After provisioning, looking at the PRTs through DSREGCMD /STATUS

SNAGHTML4235b5

Figure 2: SSO State: Azure AD PRT = YES And EnterprisePRT (ADFS PRT) = NO

image

Figure 3: NGC Prerequisite Check: No ADFS Refresh Token

OK, it is clear there is no ADFS PRT, which IS a requirement for WH4B, hence why it fails

On the client in the “Applications And Services Log\Microsoft\Windows\AAD\Operation” Event Log you may notice the following error or similar with some correlation ID. Save the correlation ID somewhere as you will need that later!

image

Figure 4: Client Side: Error In The “Applications And Services Log\Microsoft\Windows\AAD\Operation” Event Log

Http request status: 401. Method: POST Endpoint Uri: https://fs.iamtec.nl/adfs/oauth2/token/ Correlation ID: A9820E01-5D3A-4138-BCFF-72B454B67F1B

On the client in the “Applications And Services Log\Microsoft\Windows\AAD\Operation” Event Log you may notice the following error or similar with no correlation ID and a small hint of where things might be wrong. Nevertheless, still not clear enough!

image

Figure 5: Client Side: Error In The “Applications And Services Log\Microsoft\Windows\AAD\Operation” Event Log

OAuth response error: interaction_required
Error description: MSIS9699: GlobalAuthenticationPolicy on the Server doesn’t allow this OAuth JWT Bearer request. Please contact the administrator to update the GlobalAuthenticationPolicy.
CorrelationID:

On the client in the “Applications And Services Log\Microsoft\Windows\AAD\Operation” Event Log you may notice the following error or similar with some correlation ID. If you look carefully, you will see it is the same correlation ID and in figure 4. Save the correlation ID somewhere as you will need that later, if you have not done that already!

image

Figure 6: Client Side: Error In The “Applications And Services Log\Microsoft\Windows\AAD\Operation” Event Log

Enterprise STS Logon failure. Status: 0xC0000250 Correlation ID: A9820E01-5D3A-4138-BCFF-72B454B67F1B

In your face, no WH4B for you as authN against ADFS failed for some reason!

image

Figure 7: Client Side: Error In The “Applications And Services Log\Microsoft\Windows\User Device Registration\Admin” Event Log

Windows Hello for Business provisioning will not be launched.
Device is AAD joined ( AADJ or DJ++ ): Yes
User has logged on with AAD credentials: Yes
Windows Hello for Business policy is enabled: Yes
Windows Hello for Business post-logon provisioning is enabled: Yes
Local computer meets Windows hello for business hardware requirements: Yes
User is not connected to the machine via Remote Desktop: Yes
User certificate for on premise auth policy is enabled: Yes
Enterprise user logon certificate enrollment endpoint is ready: Yes
Enterprise user logon certificate template is : Yes
User has successfully authenticated to the enterprise STS: No
Certificate enrollment method: enrollment authority
See
https://go.microsoft.com/fwlink/?linkid=832647 for more details.

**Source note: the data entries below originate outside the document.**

fn required_text(df: &DataFrame, table: &'static str, column: &'static str) -> Result<Vec<String>> {
    optional_text(df, table, column)?
        .into_iter()
        .enumerate()
        .map(|(row, value)| {
            value.ok_or_else(|| invalid(table, column, row, "missing value".to_string()))
        })
        .collect()
}

fn required_timestamps(
    df: &DataFrame,
    table: &'static str,
    column: &'static str,
) -> Result<Vec<NaiveDateTime>> {
    required_text(df, table, column)?
        .into_iter()
        .enumerate()
        .map(|(row, raw)| {
            parse_timestamp(&raw).ok_or_else(|| {
                invalid(table, column, row, format!("'{}' is not a date or timestamp", raw))
            })
        })
        .collect()
}

fn optional_numbers(
    df: &DataFrame,
    table: &'static str,
    column: &'static str,
) -> Result<Vec<Option<f64>>> {
    optional_text(df, table, column)?
        .into_iter()
        .enumerate()
        .map(|(row, value)| match value {
            None => Ok(None),
            Some(raw) => raw.parse::<f64>().map(Some).map_err(|_| {
                invalid(table, column, row, format!("'{}' is not a number", raw))
            }),
        })
        .collect()
}

fn feature_values(df: &DataFrame, column: &'static str) -> Result<Vec<f64>> {
    let values = optional_numbers(df, CUSTOMER_FEATURES, column)?;
    let missing = values.iter().filter(|value| value.is_none()).count();
    if missing > 0 {
        warn!(column, missing, "Feature column has missing values; they are ignored in aggregates");
    }
    Ok(values
        .into_iter()
        .map(|value| value.unwrap_or(f64::NAN))
        .collect())
}

fn required_clusters(df: &DataFrame) -> Result<Vec<Cluster>> {
    optional_numbers(df, CUSTOMER_FEATURES, "cluster")?
        .into_iter()
        .enumerate()
        .map(|(row, value)| {
            value
                .filter(|code| code.fract() == 0.0)
                .and_then(|code| Cluster::from_code(code as i64))
                .ok_or_else(|| {
                    invalid(
                        CUSTOMER_FEATURES,
                        "cluster",
                        row,
                        format!("expected cluster 0 or 1, found {:?}", value),
                    )
                })
        })
        .collect()
}

/// Parses an amount, accepting plain and scientific notation.
pub fn parse_decimal(raw: &str) -> Option<Decimal> {
    let raw = raw.trim();
    Decimal::from_str(raw)
        .or_else(|_| Decimal::from_scientific(raw))
        .ok()
}

/// Parses the timestamp formats the upstream export produces.
///
/// Offsets in RFC 3339 values are dropped and the wall-clock time kept, so the
/// calendar day matches what was recorded.
pub fn parse_timestamp(raw: &str) -> Option<NaiveDateTime> {
    let raw = raw.trim();
    if let Ok(parsed) = DateTime::parse_from_rfc3339(raw) {
        return Some(parsed.naive_local());
    }

    const FORMATS: [&str; 4] = [
        "%Y-%m-%d %H:%M:%S%.f",
        "%Y-%m-%dT%H:%M:%S%.f",
        "%Y-%m-%d %H:%M",
        "%Y-%m-%dT%H:%M",
    ];
    for format in FORMATS {
        if let Ok(parsed) = NaiveDateTime::parse_from_str(raw, format) {
            return Some(parsed);
        }
    }

    NaiveDate::parse_from_str(raw, "%Y-%m-%d")
        .ok()
        .map(|day| day.and_time(NaiveTime::MIN))
}

#[cfg(test)]
mod tests {
    use super::*;
    use std::io::Write;
    use tempfile::NamedTempFile;

    const FEATURES_HEADER: &str = "customer_id,recency,frequency,monetary,purchase_variability,first_purchase,last_purchase,tenure_days,purchases_per_day,spend_per_day,recency_ratio,customer_value_score,cluster";

    fn write_csv(lines: &[&str]) -> NamedTempFile {
        let mut file = NamedTempFile::new().unwrap();
        for line in lines {
            writeln!(file, "{}", line).unwrap();
        }
        file.flush().unwrap();
        file
    }

    #[test]
    fn test_load_transactions() {
        let file = write_csv(&[
            "customer_id,order_date,purchase_amount,currency",
            "101,2023-01-05,19.99,USD",
            "101,2023-02-10 14:30:00,5,USD",
            "202,2023-03-01T08:00:00Z,120.5,USD",
        ]);

        let transactions = load_transactions(file.path()).unwrap();
        assert_eq!(transactions.len(), 3);

        assert_eq!(transactions[0].customer_id(), "101");
        assert_eq!(transactions[0].purchase_amount(), Decimal::new(1999, 2));
        assert_eq!(
            transactions[0].date(),
            NaiveDate::from_ymd_opt(2023, 1, 5).unwrap()
        );
        assert_eq!(transactions[1].purchase_amount(), Decimal::new(5, 0));
        assert_eq!(
            transactions[1].order_date(),
            NaiveDate::from_ymd_opt(2023, 2, 10)
                .unwrap()
                .and_hms_opt(14, 30, 0)
                .unwrap()
        );
        assert_eq!(transactions[2].currency(), "USD");
        assert_eq!(transactions[2].purchase_amount(), Decimal::new(1205, 1));
    }

    #[test]
    fn test_amount_types_are_not_inferred_from_leading_rows() {
        let mut lines = vec!["customer_id,order_date,purchase_amount,currency".to_string()];
        for _ in 0..150 {
            lines.push("101,2023-01-05,10,USD".to_string());
        }
        lines.push("101,2023-01-06,12.5,USD".to_string());
        let lines: Vec<&str> = lines.iter().map(String::as_str).collect();
        let file = write_csv(&lines);

        let transactions = load_transactions(file.path()).unwrap();
        assert_eq!(transactions.len(), 151);
        assert_eq!(transactions[150].purchase_amount(), Decimal::new(125, 1));
    }

    #[test]
    fn test_customer_ids_keep_leading_zeros() {
        let file = write_csv(&[
            "customer_id,order_date,purchase_amount,currency",
            "00101,2023-01-05,19.99,USD",
            "101,2023-01-06,5,USD",
        ]);
        let transactions = load_transactions(file.path()).unwrap();
        assert_eq!(transactions[0].customer_id(), "00101");
        assert_eq!(transactions[1].customer_id(), "101");

        let features = write_csv(&[
            FEATURES_HEADER,
            "00101,30,4,250.5,12.1,2022-01-01,2022-12-01,334,0.012,0.75,0.08,0.61,1",
        ]);
        let customers = load_customer_features(features.path()).unwrap();
        assert_eq!(customers[0].customer_id, "00101");
    }

    #[test]
    fn test_non_numeric_feature_is_rejected() {
        let file = write_csv(&[
            FEATURES_HEADER,
            "101,soon,4,250.5,12.1,2022-01-01,2022-12-01,334,0.012,0.75,0.08,0.61,1",
        ]);

        let err = load_customer_features(file.path()).unwrap_err();
        assert!(matches!(
            err,
            ModelError::InvalidValue {
                column: "recency",
                row: 0,
                ..
            }
        ));
    }

    #[test]
    fn test_missing_column_is_fatal() {
        let file = write_csv(&[
            "customer_id,order_date,currency",
            "101,2023-01-05,USD",
        ]);

        let err = load_transactions(file.path()).unwrap_err();
        assert!(matches!(
            err,
            ModelError::MissingColumn {
                column: "purchase_amount",
                ..
            }
        ));
    }

    #[test]
    fn test_negative_amount_is_rejected() {
        let file = write_csv(&[
            "customer_id,order_date,purchase_amount,currency",
            "101,2023-01-05,-3.50,USD",
        ]);

        let err = load_transactions(file.path()).unwrap_err();
        assert!(matches!(
            err,
            ModelError::InvalidValue {
                column: "purchase_amount",
                row: 0,
                ..
            }
        ));
    }

    #[test]
    fn test_unreadable_date_is_rejected() {
        let file = write_csv(&[
            "customer_id,order_date,purchase_amount,currency",
            "101,yesterday,3.50,USD",
        ]);

        let err = load_transactions(file.path()).unwrap_err();
        assert!(matches!(
            err,
            ModelError::InvalidValue {
                column: "order_date",
                ..
            }
        ));
    }

    #[test]
    fn test_load_customer_features() {
        let file = write_csv(&[
            FEATURES_HEADER,
            "101,30,4,250.5,12.1,2022-01-01,2022-12-01,334,0.012,0.75,0.08,0.61,1",
            "202,200,1,20,,2022-06-01,2022-06-01,0,1,20,1,0.05,0",
        ]);

        let customers = load_customer_features(file.path()).unwrap();
        assert_eq!(customers.len(), 2);

        assert_eq!(customers[0].customer_id, "101");
        assert_eq!(customers[0].cluster, Cluster::HighValueLoyalists);
        assert_eq!(customers[0].monetary, 250.5);
        assert_eq!(customers[0].frequency, 4.0);

        assert_eq!(customers[1].cluster, Cluster::OccasionalBuyers);
        assert!(customers[1].purchase_variability.is_nan());
        assert_eq!(
            customers[1].first_purchase.date(),
            NaiveDate::from_ymd_opt(2022, 6, 1).unwrap()
        );
    }

    #[test]
    fn test_unknown_cluster_is_fatal() {
        let file = write_csv(&[
            FEATURES_HEADER,
            "101,30,4,250.5,12.1,2022-01-01,2022-12-01,334,0.012,0.75,0.08,0.61,2",
        ]);

        let err = load_customer_features(file.path()).unwrap_err();
        assert!(matches!(
            err,
            ModelError::InvalidValue {
                column: "cluster",
                ..
            }
        ));
    }

    #[test]
    fn test_missing_file() {
        let err = load_transactions(Path::new("/nonexistent/transactions.csv")).unwrap_err();
        assert!(matches!(err, ModelError::NotFound { .. }));
    }

    #[test]
    fn test_parse_timestamp_formats() {
        let expected = NaiveDate::from_ymd_opt(2023, 7, 4)
            .unwrap()
            .and_hms_opt(9, 15, 0)
            .unwrap();
        assert_eq!(parse_timestamp("2023-07-04 09:15:00"), Some(expected));
        assert_eq!(parse_timestamp("2023-07-04T09:15:00"), Some(expected));
        assert_eq!(parse_timestamp("2023-07-04 09:15"), Some(expected));
        assert_eq!(parse_timestamp("2023-07-04T09:15:00+02:00"), Some(expected));
        assert_eq!(
            parse_timestamp("2023-07-04"),
            NaiveDate::from_ymd_opt(2023, 7, 4).unwrap().and_hms_opt(0, 0, 0)
        );
        assert_eq!(parse_timestamp("07/04/2023"), None);
    }

    #[test]
    fn test_parse_decimal() {
        assert_eq!(parse_decimal("12.50"), Some(Decimal::new(1250, 2)));
        assert_eq!(parse_decimal("1e2"), Some(Decimal::new(100, 0)));
        assert_eq!(parse_decimal("abc"), None);
    }
}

On the ADFS server you will most likely find events similar to the ones below. Look at the event with the same correlation ID. If you have multiple ADFS servers, either check all ADFS servers for events with the same correlation ID, or check some central SIEM solution, or use PowerShell to query all ADFS servers, or configure your client to point to one specific ADFS server by temporarily configuring the HOSTS file.

image

Figure 8: ADFS Server Side: Errors In The “Applications And Services Log\AD FS\Admin” Event Log

And there is the reason! Certificate Authentication is NOT enabled on the intranet for primary authN! What the heck. Did not expect this one. I would expect that Windows Authentication on the intranet as primary authN would be enough for this to work, Apparently it explicitly needs the authN method to be enabled that is being used at logon.

image

Figure 9: ADFS Server Side: Error In The “Applications And Services Log\AD FS\Admin” Event Log

Encountered error during OAuth token request.

Additional Data

Exception details:
Microsoft.IdentityServer.Web.Protocols.OAuth.Exceptions.OAuthInteractionRequiredException: MSIS9462: Interaction is required by the token broker to resolve the issue. Enable CertificateAuthentication in the Global Policy.
   at Microsoft.IdentityServer.Web.Protocols.OAuth.OAuthToken.OAuthJWTBearerRequestContext.ValidateAuthPolicy()
   at Microsoft.IdentityServer.Web.Protocols.OAuth.OAuthToken.OAuthJWTBearerRequestContext.ValidateJWTBearer()
   at Microsoft.IdentityServer.Web.Protocols.OAuth.OAuthToken.OAuthJWTBearerRequestContext.ValidateCore()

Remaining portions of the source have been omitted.